§ **PROBLEM REQUIREMENTS**: What you give back must match the data below character for character.

■ ■ ■ ■

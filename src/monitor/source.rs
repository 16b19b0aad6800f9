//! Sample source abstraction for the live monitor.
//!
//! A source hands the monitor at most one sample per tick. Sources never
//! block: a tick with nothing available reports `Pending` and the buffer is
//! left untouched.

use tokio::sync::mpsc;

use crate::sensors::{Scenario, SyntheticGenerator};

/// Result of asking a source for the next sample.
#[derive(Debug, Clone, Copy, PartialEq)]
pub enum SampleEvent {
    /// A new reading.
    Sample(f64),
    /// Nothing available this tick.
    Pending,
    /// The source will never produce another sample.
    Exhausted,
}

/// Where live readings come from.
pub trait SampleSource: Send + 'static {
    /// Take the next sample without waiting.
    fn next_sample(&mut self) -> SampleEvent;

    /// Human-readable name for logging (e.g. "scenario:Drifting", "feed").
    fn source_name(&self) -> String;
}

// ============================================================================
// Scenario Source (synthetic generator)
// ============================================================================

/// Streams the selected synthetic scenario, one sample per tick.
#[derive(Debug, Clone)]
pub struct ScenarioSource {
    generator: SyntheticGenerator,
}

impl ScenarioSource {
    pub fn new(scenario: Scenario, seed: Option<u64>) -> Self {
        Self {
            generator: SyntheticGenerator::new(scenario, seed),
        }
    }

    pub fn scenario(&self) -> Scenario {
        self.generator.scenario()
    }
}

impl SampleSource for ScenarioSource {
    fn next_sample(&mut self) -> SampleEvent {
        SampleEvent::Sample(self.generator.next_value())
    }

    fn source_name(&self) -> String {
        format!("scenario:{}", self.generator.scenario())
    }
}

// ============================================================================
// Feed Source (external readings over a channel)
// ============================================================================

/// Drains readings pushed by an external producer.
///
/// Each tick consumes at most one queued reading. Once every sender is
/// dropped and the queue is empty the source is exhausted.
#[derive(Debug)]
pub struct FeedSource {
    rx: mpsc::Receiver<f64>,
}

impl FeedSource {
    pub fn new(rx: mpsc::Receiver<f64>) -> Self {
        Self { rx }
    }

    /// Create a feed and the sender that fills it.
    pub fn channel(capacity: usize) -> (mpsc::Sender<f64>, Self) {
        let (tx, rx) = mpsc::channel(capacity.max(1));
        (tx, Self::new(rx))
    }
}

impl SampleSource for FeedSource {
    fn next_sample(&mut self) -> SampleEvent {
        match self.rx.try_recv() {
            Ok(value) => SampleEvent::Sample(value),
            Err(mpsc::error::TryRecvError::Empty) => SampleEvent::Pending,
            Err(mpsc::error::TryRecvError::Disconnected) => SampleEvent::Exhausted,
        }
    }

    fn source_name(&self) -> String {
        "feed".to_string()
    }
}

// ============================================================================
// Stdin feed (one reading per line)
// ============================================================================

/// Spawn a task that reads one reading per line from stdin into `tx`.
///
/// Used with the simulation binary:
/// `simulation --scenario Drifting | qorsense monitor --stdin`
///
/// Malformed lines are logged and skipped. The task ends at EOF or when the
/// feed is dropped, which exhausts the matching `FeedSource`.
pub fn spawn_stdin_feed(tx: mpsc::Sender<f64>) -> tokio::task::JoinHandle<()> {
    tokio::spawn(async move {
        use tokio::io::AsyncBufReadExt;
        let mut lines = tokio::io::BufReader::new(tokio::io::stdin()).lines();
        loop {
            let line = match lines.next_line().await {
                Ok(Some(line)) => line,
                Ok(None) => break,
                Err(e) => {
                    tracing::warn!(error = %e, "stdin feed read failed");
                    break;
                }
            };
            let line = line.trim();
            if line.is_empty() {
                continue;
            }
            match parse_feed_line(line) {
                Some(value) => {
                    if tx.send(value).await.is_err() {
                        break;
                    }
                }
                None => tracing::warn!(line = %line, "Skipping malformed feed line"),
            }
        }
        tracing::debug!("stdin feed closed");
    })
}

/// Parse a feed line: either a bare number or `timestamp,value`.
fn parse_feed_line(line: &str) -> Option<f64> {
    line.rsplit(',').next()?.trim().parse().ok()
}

■ ■ ■ ■

§ **SOLUTION FOR THIS EXERCISE**:
filename src/monitor/source.rs
repository 16b19b0aad6800f9
//! Sample source abstraction for the live monitor.
//!
//! A source hands the monitor at most one sample per tick. Sources never
//! block: a tick with nothing available reports `Pending` and the buffer is
//! left untouched.

use tokio::sync::mpsc;

use crate::sensors::{Scenario, SyntheticGenerator};

/// Result of asking a source for the next sample.
#[derive(Debug, Clone, Copy, PartialEq)]
pub enum SampleEvent {
    /// A new reading.
    Sample(f64),
    /// Nothing available this tick.
    Pending,
    /// The source will never produce another sample.
    Exhausted,
}

/// Where live readings come from.
pub trait SampleSource: Send + 'static {
    /// Take the next sample without waiting.
    fn next_sample(&mut self) -> SampleEvent;

    /// Human-readable name for logging (e.g. "scenario:Drifting", "feed").
    fn source_name(&self) -> String;
}

// ============================================================================
// Scenario Source (synthetic generator)
// ============================================================================

/// Streams the selected synthetic scenario, one sample per tick.
#[derive(Debug, Clone)]
pub struct ScenarioSource {
    generator: SyntheticGenerator,
}

impl ScenarioSource {
    pub fn new(scenario: Scenario, seed: Option<u64>) -> Self {
        Self {
            generator: SyntheticGenerator::new(scenario, seed),
        }
    }

    pub fn scenario(&self) -> Scenario {
        self.generator.scenario()
    }
}

impl SampleSource for ScenarioSource {
    fn next_sample(&mut self) -> SampleEvent {
        SampleEvent::Sample(self.generator.next_value())
    }

    fn source_name(&self) -> String {
        format!("scenario:{}", self.generator.scenario())
    }
}

// ============================================================================
// Feed Source (external readings over a channel)
// ============================================================================

/// Drains readings pushed by an external producer.
///
/// Each tick consumes at most one queued reading. Once every sender is
/// dropped and the queue is empty the source is exhausted.
#[derive(Debug)]
pub struct FeedSource {
    rx: mpsc::Receiver<f64>,
}

impl FeedSource {
    pub fn new(rx: mpsc::Receiver<f64>) -> Self {
        Self { rx }
    }

    /// Create a feed and the sender that fills it.
    pub fn channel(capacity: usize) -> (mpsc::Sender<f64>, Self) {
        let (tx, rx) = mpsc::channel(capacity.max(1));
        (tx, Self::new(rx))
    }
}

impl SampleSource for FeedSource {
    fn next_sample(&mut self) -> SampleEvent {
        match self.rx.try_recv() {
            Ok(value) => SampleEvent::Sample(value),
            Err(mpsc::error::TryRecvError::Empty) => SampleEvent::Pending,
            Err(mpsc::error::TryRecvError::Disconnected) => SampleEvent::Exhausted,
        }
    }

    fn source_name(&self) -> String {
        "feed".to_string()
    }
}

// ============================================================================
// Stdin feed (one reading per line)
// ============================================================================

/// Spawn a task that reads one reading per line from stdin into `tx`.
///
/// Used with the simulation binary:
/// `simulation --scenario Drifting | qorsense monitor --stdin`
///
/// Malformed lines are logged and skipped. The task ends at EOF or when the
/// feed is dropped, which exhausts the matching `FeedSource`.
pub fn spawn_stdin_feed(tx: mpsc::Sender<f64>) -> tokio::task::JoinHandle<()> {
    tokio::spawn(async move {
        use tokio::io::AsyncBufReadExt;
        let mut lines = tokio::io::BufReader::new(tokio::io::stdin()).lines();
        loop {
            let line = match lines.next_line().await {
                Ok(Some(line)) => line,
                Ok(None) => break,
                Err(e) => {
                    tracing::warn!(error = %e, "stdin feed read failed");
                    break;
                }
            };
            let line = line.trim();
            if line.is_empty() {
                continue;
            }
            match parse_feed_line(line) {
                Some(value) => {
                    if tx.send(value).await.is_err() {
                        break;
                    }
                }
                None => tracing::warn!(line = %line, "Skipping malformed feed line"),
            }
        }
        tracing::debug!("stdin feed closed");
    })
}

/// Parse a feed line: either a bare number or `timestamp,value`.
fn parse_feed_line(line: &str) -> Option<f64> {
    line.rsplit(',').next()?.trim().parse().ok()
}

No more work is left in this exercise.